EXERCISE: Please copy every line from the following entries in which the word "ChatMessage" appears.

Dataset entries
=-=-=
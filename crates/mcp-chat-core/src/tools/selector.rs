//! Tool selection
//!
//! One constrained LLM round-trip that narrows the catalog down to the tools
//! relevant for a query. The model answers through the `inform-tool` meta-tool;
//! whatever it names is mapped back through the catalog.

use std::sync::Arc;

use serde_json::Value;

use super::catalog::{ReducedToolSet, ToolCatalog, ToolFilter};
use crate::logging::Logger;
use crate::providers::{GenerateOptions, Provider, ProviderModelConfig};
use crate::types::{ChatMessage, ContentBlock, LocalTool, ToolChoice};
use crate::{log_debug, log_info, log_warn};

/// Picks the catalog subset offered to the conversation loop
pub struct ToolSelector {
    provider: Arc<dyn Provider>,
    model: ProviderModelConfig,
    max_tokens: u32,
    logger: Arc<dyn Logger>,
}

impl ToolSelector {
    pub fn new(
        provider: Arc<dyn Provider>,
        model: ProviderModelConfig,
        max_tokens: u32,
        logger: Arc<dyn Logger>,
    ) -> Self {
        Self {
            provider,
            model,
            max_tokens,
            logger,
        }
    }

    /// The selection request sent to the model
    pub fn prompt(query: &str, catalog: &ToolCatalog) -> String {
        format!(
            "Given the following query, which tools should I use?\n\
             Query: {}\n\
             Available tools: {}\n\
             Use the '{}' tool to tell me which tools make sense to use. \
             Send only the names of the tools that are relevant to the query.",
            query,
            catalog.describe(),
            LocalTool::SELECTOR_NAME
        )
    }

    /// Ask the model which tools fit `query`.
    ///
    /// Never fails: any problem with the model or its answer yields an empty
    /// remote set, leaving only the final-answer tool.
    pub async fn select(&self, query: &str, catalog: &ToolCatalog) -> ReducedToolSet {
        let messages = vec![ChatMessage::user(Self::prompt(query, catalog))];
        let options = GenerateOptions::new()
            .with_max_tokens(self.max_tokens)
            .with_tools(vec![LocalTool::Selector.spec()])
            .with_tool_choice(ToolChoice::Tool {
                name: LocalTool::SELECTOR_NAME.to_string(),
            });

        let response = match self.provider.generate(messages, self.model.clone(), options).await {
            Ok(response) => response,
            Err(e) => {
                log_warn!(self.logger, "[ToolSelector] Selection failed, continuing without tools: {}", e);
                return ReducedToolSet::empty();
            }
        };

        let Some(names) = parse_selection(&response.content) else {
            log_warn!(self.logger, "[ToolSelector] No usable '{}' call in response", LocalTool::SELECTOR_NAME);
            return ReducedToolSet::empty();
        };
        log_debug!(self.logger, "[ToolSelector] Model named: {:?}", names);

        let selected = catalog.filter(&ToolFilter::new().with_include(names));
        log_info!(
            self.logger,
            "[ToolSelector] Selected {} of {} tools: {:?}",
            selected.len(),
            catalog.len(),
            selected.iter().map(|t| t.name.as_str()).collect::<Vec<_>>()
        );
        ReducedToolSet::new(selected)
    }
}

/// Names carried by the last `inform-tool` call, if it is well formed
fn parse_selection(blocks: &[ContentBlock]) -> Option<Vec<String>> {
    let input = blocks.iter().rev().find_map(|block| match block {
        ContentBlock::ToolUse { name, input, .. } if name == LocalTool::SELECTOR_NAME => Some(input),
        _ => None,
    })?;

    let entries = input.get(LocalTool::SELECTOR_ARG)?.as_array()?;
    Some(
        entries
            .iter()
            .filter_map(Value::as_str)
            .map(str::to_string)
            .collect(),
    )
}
=-=-=
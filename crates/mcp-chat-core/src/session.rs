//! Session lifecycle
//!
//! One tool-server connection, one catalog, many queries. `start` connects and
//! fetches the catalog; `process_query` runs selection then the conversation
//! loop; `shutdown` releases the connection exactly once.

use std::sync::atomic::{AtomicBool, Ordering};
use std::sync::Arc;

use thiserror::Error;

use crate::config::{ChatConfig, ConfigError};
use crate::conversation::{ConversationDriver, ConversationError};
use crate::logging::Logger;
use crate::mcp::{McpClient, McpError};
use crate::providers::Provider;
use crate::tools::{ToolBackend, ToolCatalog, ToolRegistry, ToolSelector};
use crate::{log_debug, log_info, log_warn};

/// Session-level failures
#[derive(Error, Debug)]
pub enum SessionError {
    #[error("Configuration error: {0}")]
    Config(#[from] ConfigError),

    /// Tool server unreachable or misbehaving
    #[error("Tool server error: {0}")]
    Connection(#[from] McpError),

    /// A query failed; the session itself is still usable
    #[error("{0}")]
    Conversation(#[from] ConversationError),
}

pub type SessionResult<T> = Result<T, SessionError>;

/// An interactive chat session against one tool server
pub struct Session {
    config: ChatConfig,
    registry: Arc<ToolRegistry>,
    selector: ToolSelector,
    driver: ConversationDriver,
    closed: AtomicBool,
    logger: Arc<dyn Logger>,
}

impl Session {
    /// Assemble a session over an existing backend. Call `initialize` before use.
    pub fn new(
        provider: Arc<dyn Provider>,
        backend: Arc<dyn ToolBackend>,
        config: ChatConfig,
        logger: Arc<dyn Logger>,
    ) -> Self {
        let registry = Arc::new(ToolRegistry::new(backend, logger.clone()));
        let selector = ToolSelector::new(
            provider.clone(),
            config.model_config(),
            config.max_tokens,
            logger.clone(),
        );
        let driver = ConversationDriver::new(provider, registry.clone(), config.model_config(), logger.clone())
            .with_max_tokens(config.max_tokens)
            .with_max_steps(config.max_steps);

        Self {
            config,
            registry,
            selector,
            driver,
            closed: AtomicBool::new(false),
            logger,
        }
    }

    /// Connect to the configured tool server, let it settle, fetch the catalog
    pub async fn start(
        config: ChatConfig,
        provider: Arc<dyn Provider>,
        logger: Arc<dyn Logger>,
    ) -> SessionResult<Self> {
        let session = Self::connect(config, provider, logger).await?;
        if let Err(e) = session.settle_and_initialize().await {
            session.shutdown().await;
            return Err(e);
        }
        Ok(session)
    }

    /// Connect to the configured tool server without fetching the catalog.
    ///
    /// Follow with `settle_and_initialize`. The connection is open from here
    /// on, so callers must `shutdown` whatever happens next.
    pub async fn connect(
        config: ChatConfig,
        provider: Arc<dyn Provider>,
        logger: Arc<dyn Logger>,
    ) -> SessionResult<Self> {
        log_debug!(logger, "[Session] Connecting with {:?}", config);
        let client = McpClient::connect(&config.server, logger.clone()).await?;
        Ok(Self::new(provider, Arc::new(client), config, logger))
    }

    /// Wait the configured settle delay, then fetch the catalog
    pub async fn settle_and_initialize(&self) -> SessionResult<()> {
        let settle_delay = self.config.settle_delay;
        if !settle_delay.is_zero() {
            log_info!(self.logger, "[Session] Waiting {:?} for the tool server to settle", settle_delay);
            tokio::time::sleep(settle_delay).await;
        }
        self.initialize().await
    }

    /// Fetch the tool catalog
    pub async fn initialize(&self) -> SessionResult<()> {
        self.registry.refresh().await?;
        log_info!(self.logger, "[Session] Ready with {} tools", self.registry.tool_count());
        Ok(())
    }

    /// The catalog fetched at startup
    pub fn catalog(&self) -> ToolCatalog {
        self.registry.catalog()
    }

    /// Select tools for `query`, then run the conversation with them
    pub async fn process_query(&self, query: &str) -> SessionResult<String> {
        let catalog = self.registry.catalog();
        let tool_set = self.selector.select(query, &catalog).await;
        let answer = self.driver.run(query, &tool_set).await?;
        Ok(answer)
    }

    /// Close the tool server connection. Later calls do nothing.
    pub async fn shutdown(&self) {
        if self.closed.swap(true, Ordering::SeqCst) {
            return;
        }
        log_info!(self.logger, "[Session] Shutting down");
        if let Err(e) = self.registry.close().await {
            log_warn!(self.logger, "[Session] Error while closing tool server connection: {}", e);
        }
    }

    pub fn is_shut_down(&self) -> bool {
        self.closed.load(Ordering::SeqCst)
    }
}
=-=-=
RESPONSE AREA:
use crate::types::{ChatMessage, ContentBlock, LocalTool, ToolChoice};
        let messages = vec![ChatMessage::user(Self::prompt(query, catalog))];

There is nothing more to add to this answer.